Esa es una pregunta muy interesante. Me detonó muchas ideas. Somos, principalmente, una sociedad ocularcentrista, es decir que para nosotros el sentido de la vista está en el centro. No el oído, ni el olfato, ni el tacto, ni el gusto. Imaginemos la dificultad que tienen las personas invidentes para moverse en este mundo que hoy en día funciona, principalmente, a través de pantallas.

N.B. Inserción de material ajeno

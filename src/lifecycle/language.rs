//! Locale bootstrap collaborator

use anyhow::{bail, Context, Result};
use async_trait::async_trait;
use std::sync::Arc;
use tracing::{debug, info};

use crate::storage::config::is_language_code;
use crate::storage::KeyValueStore;

/// Key holding the two-letter locale code
pub const LANGUAGE_KEY: &str = "@app:language";

/// Prepares the application's language before app data is initialized
#[async_trait]
pub trait LanguageBootstrap: Send + Sync {
    /// Resolve the active language code
    async fn initialize_language(&self) -> Result<String>;
}

/// Language stored under [`LANGUAGE_KEY`] in the key-value store.
///
/// Writes the default when nothing is stored. A stored value that is not a
/// two-letter lowercase code is an error and is left untouched.
pub struct StoredLanguage {
    kv: Arc<dyn KeyValueStore>,
    default_language: String,
}

impl StoredLanguage {
    /// Bootstrap over `kv`, writing `default_language` when none is stored
    pub fn new<S: Into<String>>(kv: Arc<dyn KeyValueStore>, default_language: S) -> Self {
        Self {
            kv,
            default_language: default_language.into(),
        }
    }
}

#[async_trait]
impl LanguageBootstrap for StoredLanguage {
    async fn initialize_language(&self) -> Result<String> {
        let stored = self
            .kv
            .get(LANGUAGE_KEY)
            .await
            .with_context(|| format!("Failed to read {}", LANGUAGE_KEY))?;

        match stored {
            Some(code) if is_language_code(&code) => {
                debug!("Using stored language '{}'", code);
                Ok(code)
            }
            Some(code) => bail!("Stored language '{}' is not a two-letter code", code),
            None => {
                if !is_language_code(&self.default_language) {
                    bail!(
                        "Default language '{}' is not a two-letter code",
                        self.default_language
                    );
                }
                self.kv
                    .set(LANGUAGE_KEY, &self.default_language)
                    .await
                    .with_context(|| format!("Failed to write {}", LANGUAGE_KEY))?;
                info!("No language stored, defaulting to '{}'", self.default_language);
                Ok(self.default_language.clone())
            }
        }
    }
}

#[cfg(test)]
mod tests {
    use super::*;
    use crate::storage::MemoryKeyValueStore;

    #[tokio::test]
    async fn test_default_written_when_missing() {
        let kv = Arc::new(MemoryKeyValueStore::new());
        let language = StoredLanguage::new(kv.clone(), "en");

        assert_eq!(language.initialize_language().await.unwrap(), "en");
        assert_eq!(kv.get(LANGUAGE_KEY).await.unwrap().as_deref(), Some("en"));
    }

    #[tokio::test]
    async fn test_stored_language_wins() {
        let kv = Arc::new(MemoryKeyValueStore::with_entries([(LANGUAGE_KEY, "es")]));
        let language = StoredLanguage::new(kv, "en");
        assert_eq!(language.initialize_language().await.unwrap(), "es");
    }

    #[tokio::test]
    async fn test_invalid_stored_language_is_left_alone() {
        let kv = Arc::new(MemoryKeyValueStore::with_entries([(LANGUAGE_KEY, "Spanish")]));
        let language = StoredLanguage::new(kv.clone(), "en");

        let err = language.initialize_language().await.unwrap_err();
        assert!(err.to_string().contains("Spanish"));
        assert_eq!(
            kv.get(LANGUAGE_KEY).await.unwrap().as_deref(),
            Some("Spanish")
        );
    }
}
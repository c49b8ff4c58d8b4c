//! Application lifecycle over the storage subsystem
//!
//! [`AppInitializer`] sequences startup (capacity, language, app data,
//! integrity, cleanup) and shutdown (final backup). [`handle_storage_error`]
//! turns any error into an advisory suitable for end users.
//!
//! ## Usage
//!
//! ```rust,no_run
//! use adl::lifecycle::{AppInitializer, InitializationOptions, StoredLanguage};
//! use adl::storage::{StorageConfig, StorageManager};
//! use std::sync::Arc;
//!
//! # #[cfg(all(feature = "sqlite", feature = "disk"))]
//! async fn example() -> anyhow::Result<()> {
//!     let storage = Arc::new(StorageManager::open(StorageConfig::with_data_dir("/var/lib/app")).await?);
//!     let language = Arc::new(StoredLanguage::new(storage.key_value_store().clone(), "en"));
//!     let app = AppInitializer::new(storage, language);
//!
//!     let result = app
//!         .initialize(InitializationOptions {
//!             restore_from_backup: true,
//!             ..Default::default()
//!         })
//!         .await;
//!     for warning in &result.warnings {
//!         println!("warning: {}", warning);
//!     }
//!
//!     app.shutdown().await?;
//!     Ok(())
//! }
//! ```

mod initializer;
mod language;

pub use initializer::{
    AppInitializer, InitState, InitializationOptions, InitializationResult, ALREADY_INITIALIZED,
    RECOVERY_FAILED,
};
pub use language::{LanguageBootstrap, StoredLanguage, LANGUAGE_KEY};

use crate::storage::{StorageError, GENERIC_STORAGE_ADVISORY};

/// Map an error to a fixed user-facing advisory.
///
/// The error and its source chain are searched for a [`StorageError`]; its
/// kind selects the advisory. Anything else gets the generic advisory.
pub fn handle_storage_error(err: &(dyn std::error::Error + 'static)) -> String {
    let mut current = Some(err);
    while let Some(e) = current {
        if let Some(storage_err) = e.downcast_ref::<StorageError>() {
            return storage_err.user_friendly_message().to_string();
        }
        current = e.source();
    }
    GENERIC_STORAGE_ADVISORY.to_string()
}
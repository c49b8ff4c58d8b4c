//! Observability utilities for the data lifecycle.
//!
//! Diagnostic output goes through `tracing`; the crate installs no
//! subscriber. [`Logger`] additionally keeps a markdown journal of lifecycle
//! events that outlives the process.
//!
//! # Example
//!
//! ```no_run
//! use adl::observability::Logger;
//! use std::collections::HashMap;
//!
//! let logger = Logger::new(None, Some("INFO")).unwrap();
//!
//! logger.log_run_start(&HashMap::new()).unwrap();
//! logger.log_backup_created(1700000000000, 2048, 4, 1).unwrap();
//! logger.log_run_complete(true, false, &[], &[]).unwrap();
//! ```

/// Markdown lifecycle journal
pub mod logger;

// Re-export main types for convenience
pub use logger::Logger;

La vista es el centro de todas las cosas, prácticamente casi desde Aristóteles, porque es el sentido que nos proporciona mayor conocimiento del mundo de manera más rápida, a diferencia del resto de los sentidos. Así es también como la vista comienza a convertirse en un portador de verdad (imaginemos expresiones como “ver para creer” o memes como el del perrito asustado). El punto medular de esto es que confiamos excesivamente en nuestros ojos.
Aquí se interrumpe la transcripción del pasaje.